* [Work request]: Your reply must be one number: the count of lines in the data below that contain "Serialize".

* [Data for review]:

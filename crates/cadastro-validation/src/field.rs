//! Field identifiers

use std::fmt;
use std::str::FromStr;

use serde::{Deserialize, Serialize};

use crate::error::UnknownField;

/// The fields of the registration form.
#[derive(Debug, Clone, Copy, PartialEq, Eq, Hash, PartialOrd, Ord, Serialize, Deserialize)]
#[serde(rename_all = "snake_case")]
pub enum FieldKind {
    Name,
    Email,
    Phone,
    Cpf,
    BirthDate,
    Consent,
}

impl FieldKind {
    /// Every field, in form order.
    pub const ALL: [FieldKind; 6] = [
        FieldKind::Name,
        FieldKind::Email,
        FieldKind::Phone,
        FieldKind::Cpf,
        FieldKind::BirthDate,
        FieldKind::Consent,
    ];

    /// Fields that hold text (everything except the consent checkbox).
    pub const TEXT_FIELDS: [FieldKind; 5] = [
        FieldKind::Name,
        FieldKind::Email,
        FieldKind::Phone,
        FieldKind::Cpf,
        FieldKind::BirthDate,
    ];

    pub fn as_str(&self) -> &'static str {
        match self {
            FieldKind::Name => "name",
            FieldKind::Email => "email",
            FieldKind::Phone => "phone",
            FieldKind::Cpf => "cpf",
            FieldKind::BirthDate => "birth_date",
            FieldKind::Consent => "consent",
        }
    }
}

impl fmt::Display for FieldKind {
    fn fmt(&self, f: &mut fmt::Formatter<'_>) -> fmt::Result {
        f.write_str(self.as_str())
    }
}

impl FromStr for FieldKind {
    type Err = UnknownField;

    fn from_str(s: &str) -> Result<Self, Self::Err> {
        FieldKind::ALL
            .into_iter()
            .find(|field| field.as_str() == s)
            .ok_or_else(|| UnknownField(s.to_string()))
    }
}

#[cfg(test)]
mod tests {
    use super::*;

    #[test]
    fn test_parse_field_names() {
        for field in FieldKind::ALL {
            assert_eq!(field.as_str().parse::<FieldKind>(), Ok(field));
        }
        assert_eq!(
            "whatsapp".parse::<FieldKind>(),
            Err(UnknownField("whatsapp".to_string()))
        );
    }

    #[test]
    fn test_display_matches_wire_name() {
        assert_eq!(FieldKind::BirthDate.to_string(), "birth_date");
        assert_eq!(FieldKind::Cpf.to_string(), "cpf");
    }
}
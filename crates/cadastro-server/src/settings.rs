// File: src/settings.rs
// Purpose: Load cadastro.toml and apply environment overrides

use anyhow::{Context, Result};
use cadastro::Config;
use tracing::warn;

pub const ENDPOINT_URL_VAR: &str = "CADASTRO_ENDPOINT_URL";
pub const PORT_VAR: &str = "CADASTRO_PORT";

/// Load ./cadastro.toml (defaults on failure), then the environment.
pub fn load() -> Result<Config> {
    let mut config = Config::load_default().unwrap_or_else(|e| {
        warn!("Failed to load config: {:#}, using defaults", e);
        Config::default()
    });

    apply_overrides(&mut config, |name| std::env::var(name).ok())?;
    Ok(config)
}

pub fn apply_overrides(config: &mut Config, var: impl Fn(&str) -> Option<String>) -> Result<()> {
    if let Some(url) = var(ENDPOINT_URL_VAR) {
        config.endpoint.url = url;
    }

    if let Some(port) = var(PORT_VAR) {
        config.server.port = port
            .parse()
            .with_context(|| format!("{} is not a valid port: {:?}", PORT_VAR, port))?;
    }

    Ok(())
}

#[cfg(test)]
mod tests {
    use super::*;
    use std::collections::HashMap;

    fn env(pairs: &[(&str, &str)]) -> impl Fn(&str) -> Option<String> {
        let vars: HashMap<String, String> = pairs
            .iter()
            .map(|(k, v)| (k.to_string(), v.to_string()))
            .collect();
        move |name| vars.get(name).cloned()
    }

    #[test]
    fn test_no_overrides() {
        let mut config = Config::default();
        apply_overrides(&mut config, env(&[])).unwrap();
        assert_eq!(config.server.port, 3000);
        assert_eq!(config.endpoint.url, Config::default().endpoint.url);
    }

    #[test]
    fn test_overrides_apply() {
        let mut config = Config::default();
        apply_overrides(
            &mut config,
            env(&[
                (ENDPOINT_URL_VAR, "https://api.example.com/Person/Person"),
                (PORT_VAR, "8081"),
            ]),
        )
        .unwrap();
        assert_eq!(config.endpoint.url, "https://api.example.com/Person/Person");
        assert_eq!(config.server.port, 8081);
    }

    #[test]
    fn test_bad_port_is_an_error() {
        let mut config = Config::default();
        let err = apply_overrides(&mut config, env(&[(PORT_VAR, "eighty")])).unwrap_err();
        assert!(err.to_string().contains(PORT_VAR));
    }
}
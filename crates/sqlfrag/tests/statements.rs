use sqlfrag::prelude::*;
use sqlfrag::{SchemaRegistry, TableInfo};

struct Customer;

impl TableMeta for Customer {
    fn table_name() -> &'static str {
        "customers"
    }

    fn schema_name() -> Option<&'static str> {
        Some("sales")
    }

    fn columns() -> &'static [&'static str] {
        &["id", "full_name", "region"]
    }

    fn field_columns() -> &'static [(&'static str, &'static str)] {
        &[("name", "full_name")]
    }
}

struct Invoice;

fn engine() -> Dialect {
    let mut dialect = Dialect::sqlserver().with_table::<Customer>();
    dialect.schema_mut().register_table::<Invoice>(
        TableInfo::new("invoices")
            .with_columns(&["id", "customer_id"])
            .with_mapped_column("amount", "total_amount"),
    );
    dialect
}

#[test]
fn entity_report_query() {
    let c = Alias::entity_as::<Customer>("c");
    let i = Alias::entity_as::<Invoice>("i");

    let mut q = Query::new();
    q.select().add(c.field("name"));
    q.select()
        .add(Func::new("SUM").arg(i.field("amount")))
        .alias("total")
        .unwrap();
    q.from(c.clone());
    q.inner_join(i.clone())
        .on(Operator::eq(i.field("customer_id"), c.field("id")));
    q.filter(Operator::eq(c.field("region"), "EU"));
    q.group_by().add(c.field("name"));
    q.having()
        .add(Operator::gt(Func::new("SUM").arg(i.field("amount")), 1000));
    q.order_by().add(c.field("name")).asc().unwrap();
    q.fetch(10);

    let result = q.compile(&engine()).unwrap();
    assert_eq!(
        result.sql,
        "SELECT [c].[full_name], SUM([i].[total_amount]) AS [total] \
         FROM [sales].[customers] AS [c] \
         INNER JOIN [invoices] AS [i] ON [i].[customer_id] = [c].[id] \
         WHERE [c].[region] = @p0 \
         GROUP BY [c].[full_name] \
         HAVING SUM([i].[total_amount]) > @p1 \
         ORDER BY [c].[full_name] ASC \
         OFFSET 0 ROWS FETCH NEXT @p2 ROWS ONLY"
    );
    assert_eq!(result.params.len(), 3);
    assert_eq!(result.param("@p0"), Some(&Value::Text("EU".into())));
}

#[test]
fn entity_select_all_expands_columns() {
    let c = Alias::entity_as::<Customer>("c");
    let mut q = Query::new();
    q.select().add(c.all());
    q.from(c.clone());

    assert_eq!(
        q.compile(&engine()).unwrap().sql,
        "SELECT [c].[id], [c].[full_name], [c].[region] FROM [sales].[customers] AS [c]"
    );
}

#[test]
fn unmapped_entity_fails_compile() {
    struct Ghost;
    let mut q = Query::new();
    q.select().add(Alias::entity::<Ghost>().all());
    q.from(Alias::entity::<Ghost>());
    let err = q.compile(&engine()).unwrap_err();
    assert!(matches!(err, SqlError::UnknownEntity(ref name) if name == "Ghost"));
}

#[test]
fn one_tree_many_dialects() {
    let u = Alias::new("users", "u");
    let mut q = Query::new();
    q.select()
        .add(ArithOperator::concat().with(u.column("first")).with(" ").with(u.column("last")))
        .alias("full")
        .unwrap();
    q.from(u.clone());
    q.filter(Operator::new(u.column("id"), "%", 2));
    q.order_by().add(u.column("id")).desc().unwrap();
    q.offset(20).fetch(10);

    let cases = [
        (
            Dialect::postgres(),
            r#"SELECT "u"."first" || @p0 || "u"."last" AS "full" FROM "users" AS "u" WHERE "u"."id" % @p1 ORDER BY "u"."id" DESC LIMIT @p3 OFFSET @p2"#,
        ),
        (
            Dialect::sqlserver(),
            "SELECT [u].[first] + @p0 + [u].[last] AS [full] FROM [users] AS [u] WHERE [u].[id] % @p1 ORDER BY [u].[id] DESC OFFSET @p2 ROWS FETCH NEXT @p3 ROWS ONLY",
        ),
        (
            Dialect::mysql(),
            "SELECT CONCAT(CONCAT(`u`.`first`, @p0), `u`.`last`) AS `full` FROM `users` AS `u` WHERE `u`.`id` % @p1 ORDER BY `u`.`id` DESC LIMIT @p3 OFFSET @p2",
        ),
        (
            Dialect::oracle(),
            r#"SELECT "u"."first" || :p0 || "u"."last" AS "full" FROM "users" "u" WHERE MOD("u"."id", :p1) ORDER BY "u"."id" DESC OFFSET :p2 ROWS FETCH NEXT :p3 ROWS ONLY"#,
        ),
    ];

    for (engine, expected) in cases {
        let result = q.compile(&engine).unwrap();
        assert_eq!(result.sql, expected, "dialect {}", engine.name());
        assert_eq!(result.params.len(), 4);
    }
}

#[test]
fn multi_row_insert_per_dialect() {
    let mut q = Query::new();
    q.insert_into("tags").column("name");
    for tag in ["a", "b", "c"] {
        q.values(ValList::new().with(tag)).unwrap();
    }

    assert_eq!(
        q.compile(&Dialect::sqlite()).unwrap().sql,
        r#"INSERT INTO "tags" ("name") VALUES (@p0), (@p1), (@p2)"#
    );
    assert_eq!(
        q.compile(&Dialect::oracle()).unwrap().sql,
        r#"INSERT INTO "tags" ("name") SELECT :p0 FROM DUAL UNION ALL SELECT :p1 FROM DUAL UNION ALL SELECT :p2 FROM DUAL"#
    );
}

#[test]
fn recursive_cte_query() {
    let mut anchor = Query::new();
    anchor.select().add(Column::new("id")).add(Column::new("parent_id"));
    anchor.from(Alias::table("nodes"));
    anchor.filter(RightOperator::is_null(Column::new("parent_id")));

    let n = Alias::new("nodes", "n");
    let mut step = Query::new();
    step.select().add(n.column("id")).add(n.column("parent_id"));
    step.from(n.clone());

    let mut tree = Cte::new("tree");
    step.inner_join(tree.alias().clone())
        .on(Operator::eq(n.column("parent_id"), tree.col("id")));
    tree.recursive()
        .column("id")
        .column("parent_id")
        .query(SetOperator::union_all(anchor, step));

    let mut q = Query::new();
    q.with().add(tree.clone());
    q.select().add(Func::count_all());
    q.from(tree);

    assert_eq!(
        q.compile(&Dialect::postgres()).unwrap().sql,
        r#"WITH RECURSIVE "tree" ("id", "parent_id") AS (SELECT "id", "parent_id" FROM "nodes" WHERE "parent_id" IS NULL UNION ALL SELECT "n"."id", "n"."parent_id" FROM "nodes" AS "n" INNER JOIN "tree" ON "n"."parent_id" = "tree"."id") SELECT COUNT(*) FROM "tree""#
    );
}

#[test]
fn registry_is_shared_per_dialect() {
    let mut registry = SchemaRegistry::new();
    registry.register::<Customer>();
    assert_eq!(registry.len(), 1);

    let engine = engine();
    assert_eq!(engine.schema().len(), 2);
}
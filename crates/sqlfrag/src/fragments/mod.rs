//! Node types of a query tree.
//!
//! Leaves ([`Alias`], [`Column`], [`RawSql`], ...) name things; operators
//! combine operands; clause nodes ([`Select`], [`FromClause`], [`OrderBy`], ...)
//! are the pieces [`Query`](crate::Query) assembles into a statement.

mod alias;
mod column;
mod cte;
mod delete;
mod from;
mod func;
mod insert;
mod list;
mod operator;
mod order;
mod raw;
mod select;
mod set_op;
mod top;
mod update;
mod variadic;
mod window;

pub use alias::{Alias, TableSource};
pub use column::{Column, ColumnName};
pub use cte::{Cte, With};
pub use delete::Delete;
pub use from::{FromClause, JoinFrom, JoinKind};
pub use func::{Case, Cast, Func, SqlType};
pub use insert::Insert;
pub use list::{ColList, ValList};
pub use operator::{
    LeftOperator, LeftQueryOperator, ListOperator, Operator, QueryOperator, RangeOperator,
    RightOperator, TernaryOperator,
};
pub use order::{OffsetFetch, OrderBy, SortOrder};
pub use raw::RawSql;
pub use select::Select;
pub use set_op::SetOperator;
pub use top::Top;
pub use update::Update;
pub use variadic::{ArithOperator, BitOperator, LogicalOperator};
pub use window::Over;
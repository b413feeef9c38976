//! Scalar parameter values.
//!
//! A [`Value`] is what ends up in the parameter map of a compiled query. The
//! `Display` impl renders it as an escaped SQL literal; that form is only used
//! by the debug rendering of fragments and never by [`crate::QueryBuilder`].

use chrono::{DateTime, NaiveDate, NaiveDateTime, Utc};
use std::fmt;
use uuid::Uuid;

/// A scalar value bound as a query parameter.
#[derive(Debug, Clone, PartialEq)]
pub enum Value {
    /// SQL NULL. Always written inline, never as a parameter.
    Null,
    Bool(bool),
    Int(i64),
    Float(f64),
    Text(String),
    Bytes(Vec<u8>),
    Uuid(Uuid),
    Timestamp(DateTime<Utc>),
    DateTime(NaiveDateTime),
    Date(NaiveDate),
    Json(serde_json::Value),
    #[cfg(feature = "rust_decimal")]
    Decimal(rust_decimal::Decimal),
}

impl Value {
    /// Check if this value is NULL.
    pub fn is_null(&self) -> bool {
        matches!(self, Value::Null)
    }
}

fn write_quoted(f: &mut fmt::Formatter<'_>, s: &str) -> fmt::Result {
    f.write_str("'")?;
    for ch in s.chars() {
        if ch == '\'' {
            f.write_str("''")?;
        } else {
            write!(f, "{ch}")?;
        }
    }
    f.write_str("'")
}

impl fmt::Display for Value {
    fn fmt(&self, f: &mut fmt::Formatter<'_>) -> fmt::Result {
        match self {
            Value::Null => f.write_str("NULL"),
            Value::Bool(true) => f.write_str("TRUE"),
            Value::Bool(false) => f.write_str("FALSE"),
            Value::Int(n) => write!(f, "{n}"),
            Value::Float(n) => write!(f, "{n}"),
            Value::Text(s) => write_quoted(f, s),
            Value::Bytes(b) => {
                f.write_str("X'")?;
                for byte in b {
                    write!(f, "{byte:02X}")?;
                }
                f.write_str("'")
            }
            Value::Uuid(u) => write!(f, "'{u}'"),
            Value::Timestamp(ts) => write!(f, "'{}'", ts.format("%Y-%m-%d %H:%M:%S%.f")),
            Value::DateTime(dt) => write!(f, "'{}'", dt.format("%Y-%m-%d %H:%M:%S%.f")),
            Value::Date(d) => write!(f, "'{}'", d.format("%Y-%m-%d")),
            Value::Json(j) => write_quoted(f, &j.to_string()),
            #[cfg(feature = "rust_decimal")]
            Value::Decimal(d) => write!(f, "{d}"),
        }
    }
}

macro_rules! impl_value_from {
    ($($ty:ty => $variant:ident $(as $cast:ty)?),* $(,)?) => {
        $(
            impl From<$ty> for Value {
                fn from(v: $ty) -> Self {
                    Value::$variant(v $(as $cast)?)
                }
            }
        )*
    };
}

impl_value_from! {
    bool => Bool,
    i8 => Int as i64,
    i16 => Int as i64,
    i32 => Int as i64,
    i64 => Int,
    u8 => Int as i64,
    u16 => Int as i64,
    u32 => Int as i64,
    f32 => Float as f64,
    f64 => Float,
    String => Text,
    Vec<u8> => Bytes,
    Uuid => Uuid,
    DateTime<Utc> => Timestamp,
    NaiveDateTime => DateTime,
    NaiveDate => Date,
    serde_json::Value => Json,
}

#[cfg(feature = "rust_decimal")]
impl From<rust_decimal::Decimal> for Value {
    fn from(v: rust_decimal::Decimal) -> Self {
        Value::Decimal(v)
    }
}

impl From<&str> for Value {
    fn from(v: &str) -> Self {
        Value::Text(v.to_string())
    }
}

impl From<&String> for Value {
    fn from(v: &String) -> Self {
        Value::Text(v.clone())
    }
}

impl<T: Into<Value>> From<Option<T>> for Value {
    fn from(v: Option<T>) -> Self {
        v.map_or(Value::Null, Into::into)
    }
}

* [Answer for the task]: 2